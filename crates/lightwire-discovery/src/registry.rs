//! Resource registry
//!
//! Three correlated tables keyed by URI: transport handle, typed resource
//! and last-seen timestamp. They live behind a single lock so every
//! operation adds or removes a key from all three at once and readers never
//! observe a partially registered resource.

use chrono::{DateTime, Utc};
use lightwire_core::{
    LightSummary, NameStore, Resource, ResourceKind, ResourceMode, ResourceRef,
};
use lightwire_transport::ResourceHandle;
use serde::Serialize;
use std::collections::HashMap;
use std::sync::Arc;
use tokio::sync::RwLock;
use tracing::{debug, info};

/// Listing entry for one registered resource
#[derive(Debug, Clone, Serialize)]
pub struct RegistryEntry {
    #[serde(flatten)]
    pub resource: ResourceRef,
    pub host: String,
    pub parent: Option<String>,
    pub initialized: bool,
    pub last_seen: DateTime<Utc>,
}

/// Outcome of registering a resource found by following a link
#[derive(Debug, Clone, Copy, PartialEq, Eq)]
pub enum ChildRegistration {
    /// Newly registered under the parent
    Registered,
    /// Already registered, now attached to the parent
    Adopted,
    /// Already registered under this parent
    Existing,
}

#[derive(Debug, Default)]
struct Tables {
    handles: HashMap<String, ResourceHandle>,
    resources: HashMap<String, Resource>,
    last_seen: HashMap<String, DateTime<Utc>>,
}

impl Tables {
    fn insert(&mut self, kind: ResourceKind, handle: ResourceHandle, now: DateTime<Utc>) {
        let uri = handle.uri.clone();
        self.resources.insert(uri.clone(), Resource::new(kind, &uri));
        self.last_seen.insert(uri.clone(), now);
        self.handles.insert(uri, handle);
    }

    fn remove(&mut self, uri: &str) -> Option<(ResourceHandle, Resource)> {
        let handle = self.handles.remove(uri)?;
        self.last_seen.remove(uri);
        let resource = self.resources.remove(uri)?;
        if let Some(parent) = resource.parent() {
            if let Some(Resource::Light(light)) = self.resources.get_mut(parent) {
                if let Some(slot) = light.children.slot_mut(resource.kind()) {
                    if slot.as_deref() == Some(uri) {
                        *slot = None;
                    }
                }
            }
        }
        Some((handle, resource))
    }

    fn remove_cascade(&mut self, parent_uri: &str) -> Vec<ResourceHandle> {
        let Some(parent) = self.resources.get(parent_uri) else {
            return Vec::new();
        };

        let mut children: Vec<String> = parent
            .links()
            .map(|links| links.hrefs().map(str::to_string).collect())
            .unwrap_or_default();
        if let Resource::Light(light) = parent {
            for uri in light.children.uris() {
                if !children.iter().any(|c| c == uri) {
                    children.push(uri.to_string());
                }
            }
        }

        let mut removed = Vec::new();
        for child in children {
            if child == parent_uri {
                continue;
            }
            if let Some((handle, _)) = self.remove(&child) {
                removed.push(handle);
            }
        }
        if let Some((handle, _)) = self.remove(parent_uri) {
            removed.push(handle);
        }
        removed
    }

    /// Attach `child` to `parent`, filling the light's child slot
    fn attach(&mut self, parent_uri: &str, child_uri: &str) {
        let Some(kind) = self.resources.get(child_uri).map(Resource::kind) else {
            return;
        };
        let Some(parent) = self.resources.get_mut(parent_uri) else {
            return;
        };
        if let Resource::Light(light) = parent {
            if let Some(slot) = light.children.slot_mut(kind) {
                *slot = Some(child_uri.to_string());
            }
        }
        if let Some(child) = self.resources.get_mut(child_uri) {
            child.set_parent(parent_uri);
        }
    }

    fn is_initialized(&self, uri: Option<&str>) -> bool {
        uri.and_then(|uri| self.resources.get(uri))
            .is_some_and(Resource::is_initialized)
    }

    fn is_light_ready(&self, uri: &str) -> bool {
        let Some(Resource::Light(light)) = self.resources.get(uri) else {
            return false;
        };
        if !self.is_initialized(Some(uri)) {
            return false;
        }
        match light.mode() {
            Some(ResourceMode::Composite) => {
                self.is_initialized(light.children.switch.as_deref())
                    && self.is_initialized(light.children.brightness.as_deref())
            }
            Some(ResourceMode::Monolithic) => true,
            None => false,
        }
    }

    fn summary(&self, uri: &str, names: &dyn NameStore) -> Option<LightSummary> {
        if !self.is_light_ready(uri) {
            return None;
        }
        let Some(Resource::Light(light)) = self.resources.get(uri) else {
            return None;
        };

        let (power_on, brightness, configured_name) = if light.is_composite() {
            let power_on = match light
                .children
                .switch
                .as_deref()
                .and_then(|u| self.resources.get(u))
            {
                Some(Resource::Switch(switch)) => switch.value(),
                _ => light.power_on(),
            };
            let brightness = match light
                .children
                .brightness
                .as_deref()
                .and_then(|u| self.resources.get(u))
            {
                Some(Resource::Brightness(brightness)) => brightness.level(),
                _ => light.brightness(),
            };
            let configured_name = match light
                .children
                .configuration
                .as_deref()
                .and_then(|u| self.resources.get(u))
            {
                Some(Resource::Configuration(config)) if !config.name().is_empty() => {
                    Some(config.name().to_string())
                }
                _ => None,
            };
            (power_on, brightness, configured_name)
        } else {
            (light.power_on(), light.brightness(), None)
        };

        let name = names
            .name_for_uri(uri)
            .or(configured_name)
            .unwrap_or_else(|| light.name().to_string());

        Some(LightSummary {
            name,
            uri: uri.to_string(),
            power_on,
            brightness,
        })
    }
}

/// Registry of discovered resources
pub struct Registry {
    tables: RwLock<Tables>,
    names: Arc<dyn NameStore>,
}

impl Registry {
    pub fn new(names: Arc<dyn NameStore>) -> Self {
        Self {
            tables: RwLock::new(Tables::default()),
            names,
        }
    }

    /// Naming-override store used when building summaries
    pub fn names(&self) -> &Arc<dyn NameStore> {
        &self.names
    }

    /// Register a resource, returning whether it was newly inserted
    pub async fn register(&self, kind: ResourceKind, handle: ResourceHandle) -> bool {
        self.register_at(kind, handle, Utc::now()).await
    }

    pub async fn register_at(
        &self,
        kind: ResourceKind,
        handle: ResourceHandle,
        now: DateTime<Utc>,
    ) -> bool {
        let mut tables = self.tables.write().await;
        if tables.resources.contains_key(&handle.uri) {
            return false;
        }
        info!(uri = %handle.uri, kind = %kind, host = %handle.host, "Resource registered");
        tables.insert(kind, handle, now);
        true
    }

    /// Register a resource reached through a parent's link
    ///
    /// A resource already registered on its own is attached to the parent
    /// instead of being duplicated. When the parent is no longer tracked the
    /// child is registered without one.
    pub async fn register_child(
        &self,
        parent_uri: &str,
        kind: ResourceKind,
        handle: ResourceHandle,
    ) -> ChildRegistration {
        let mut tables = self.tables.write().await;
        let uri = handle.uri.clone();
        let outcome = match tables.resources.get(&uri) {
            Some(existing) if existing.parent() == Some(parent_uri) => {
                return ChildRegistration::Existing
            }
            Some(_) => ChildRegistration::Adopted,
            None => {
                tables.insert(kind, handle, Utc::now());
                ChildRegistration::Registered
            }
        };
        if tables.resources.contains_key(parent_uri) {
            tables.attach(parent_uri, &uri);
        } else {
            debug!(uri = %uri, parent = %parent_uri, "Parent no longer tracked, child kept without parent");
        }
        info!(uri = %uri, kind = %kind, parent = %parent_uri, outcome = ?outcome, "Linked resource registered");
        outcome
    }

    pub async fn lookup(&self, uri: &str) -> Option<ResourceRef> {
        self.tables.read().await.resources.get(uri).map(Resource::to_ref)
    }

    pub async fn resource(&self, uri: &str) -> Option<Resource> {
        self.tables.read().await.resources.get(uri).cloned()
    }

    pub async fn handle(&self, uri: &str) -> Option<ResourceHandle> {
        self.tables.read().await.handles.get(uri).cloned()
    }

    pub async fn contains(&self, uri: &str) -> bool {
        self.tables.read().await.resources.contains_key(uri)
    }

    pub async fn last_seen(&self, uri: &str) -> Option<DateTime<Utc>> {
        self.tables.read().await.last_seen.get(uri).copied()
    }

    /// Refresh the liveness timestamp
    pub async fn touch(&self, uri: &str) -> bool {
        self.touch_at(uri, Utc::now()).await
    }

    pub async fn touch_at(&self, uri: &str, at: DateTime<Utc>) -> bool {
        let mut tables = self.tables.write().await;
        match tables.last_seen.get_mut(uri) {
            Some(last_seen) => {
                *last_seen = at;
                true
            }
            None => false,
        }
    }

    /// Mutate a registered resource in place
    pub async fn update<R>(&self, uri: &str, f: impl FnOnce(&mut Resource) -> R) -> Option<R> {
        let mut tables = self.tables.write().await;
        tables.resources.get_mut(uri).map(f)
    }

    /// Remove one resource from all tables
    pub async fn remove(&self, uri: &str) -> bool {
        let removed = self.tables.write().await.remove(uri).is_some();
        if removed {
            info!(uri = %uri, "Resource removed");
        }
        removed
    }

    /// Remove a resource together with every resource it links to,
    /// returning the handles of everything removed
    pub async fn remove_cascade(&self, parent_uri: &str) -> Vec<ResourceHandle> {
        let removed = self.tables.write().await.remove_cascade(parent_uri);
        if !removed.is_empty() {
            info!(uri = %parent_uri, removed = removed.len(), "Resource removed with linked children");
        }
        removed
    }

    /// Cascade-remove a resource only if it is still last seen at or before
    /// `cutoff` when the write lock is held
    pub async fn remove_cascade_if_stale(
        &self,
        parent_uri: &str,
        cutoff: DateTime<Utc>,
    ) -> Vec<ResourceHandle> {
        let mut tables = self.tables.write().await;
        if tables.resources.get(parent_uri).and_then(Resource::parent).is_some() {
            debug!(uri = %parent_uri, "Resource adopted since sweep started, kept");
            return Vec::new();
        }
        match tables.last_seen.get(parent_uri) {
            Some(seen) if *seen <= cutoff => {}
            Some(_) => {
                debug!(uri = %parent_uri, "Resource refreshed since sweep started, kept");
                return Vec::new();
            }
            None => return Vec::new(),
        }
        let removed = tables.remove_cascade(parent_uri);
        info!(uri = %parent_uri, removed = removed.len(), "Stale resource removed with linked children");
        removed
    }

    /// Top-level resources last seen at or before `cutoff`
    pub async fn stale_top_level(&self, cutoff: DateTime<Utc>) -> Vec<String> {
        let tables = self.tables.read().await;
        let mut stale: Vec<String> = tables
            .resources
            .values()
            .filter(|r| r.parent().is_none())
            .filter(|r| {
                tables
                    .last_seen
                    .get(r.uri())
                    .is_some_and(|seen| *seen <= cutoff)
            })
            .map(|r| r.uri().to_string())
            .collect();
        stale.sort();
        stale
    }

    /// Number of tracked resources without a parent
    pub async fn top_level_count(&self) -> usize {
        self.tables
            .read()
            .await
            .resources
            .values()
            .filter(|r| r.parent().is_none())
            .count()
    }

    /// Whether a light has been fetched far enough to be reported
    pub async fn is_light_ready(&self, uri: &str) -> bool {
        self.tables.read().await.is_light_ready(uri)
    }

    /// Summary of one light, if it is ready to be reported
    pub async fn light_summary(&self, uri: &str) -> Option<LightSummary> {
        self.tables.read().await.summary(uri, self.names.as_ref())
    }

    /// Summaries of every light ready to be reported
    pub async fn light_summaries(&self) -> Vec<LightSummary> {
        let tables = self.tables.read().await;
        tables
            .resources
            .values()
            .filter(|r| r.kind() == ResourceKind::Light)
            .filter_map(|r| tables.summary(r.uri(), self.names.as_ref()))
            .collect()
    }

    /// Parent recorded for a linked resource
    pub async fn parent_of(&self, uri: &str) -> Option<String> {
        let tables = self.tables.read().await;
        tables
            .resources
            .get(uri)
            .and_then(|r| r.parent().map(str::to_string))
    }

    pub async fn handles(&self) -> Vec<ResourceHandle> {
        self.tables.read().await.handles.values().cloned().collect()
    }

    /// Listing of every registered resource, ordered by URI
    pub async fn entries(&self) -> Vec<RegistryEntry> {
        let tables = self.tables.read().await;
        let mut entries: Vec<RegistryEntry> = tables
            .resources
            .values()
            .filter_map(|r| {
                let handle = tables.handles.get(r.uri())?;
                let last_seen = *tables.last_seen.get(r.uri())?;
                Some(RegistryEntry {
                    resource: r.to_ref(),
                    host: handle.host.clone(),
                    parent: r.parent().map(str::to_string),
                    initialized: r.is_initialized(),
                    last_seen,
                })
            })
            .collect();
        entries.sort_by(|a, b| a.resource.uri.cmp(&b.resource.uri));
        entries
    }

    pub async fn len(&self) -> usize {
        self.tables.read().await.resources.len()
    }

    pub async fn is_empty(&self) -> bool {
        self.tables.read().await.resources.is_empty()
    }

    /// Whether all three tables hold the same key set
    pub async fn is_consistent(&self) -> bool {
        let tables = self.tables.read().await;
        tables.handles.len() == tables.resources.len()
            && tables.last_seen.len() == tables.resources.len()
            && tables
                .resources
                .keys()
                .all(|k| tables.handles.contains_key(k) && tables.last_seen.contains_key(k))
    }
}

BRIEF:
All lines from the opening of the listing above through the line that contains "partially registered resource." should be given again exactly, and nothing more.

EXPECTED ANSWER:
filename crates/lightwire-discovery/src/registry.rs
//! Resource registry
//!
//! Three correlated tables keyed by URI: transport handle, typed resource
//! and last-seen timestamp. They live behind a single lock so every
//! operation adds or removes a key from all three at once and readers never
//! observe a partially registered resource.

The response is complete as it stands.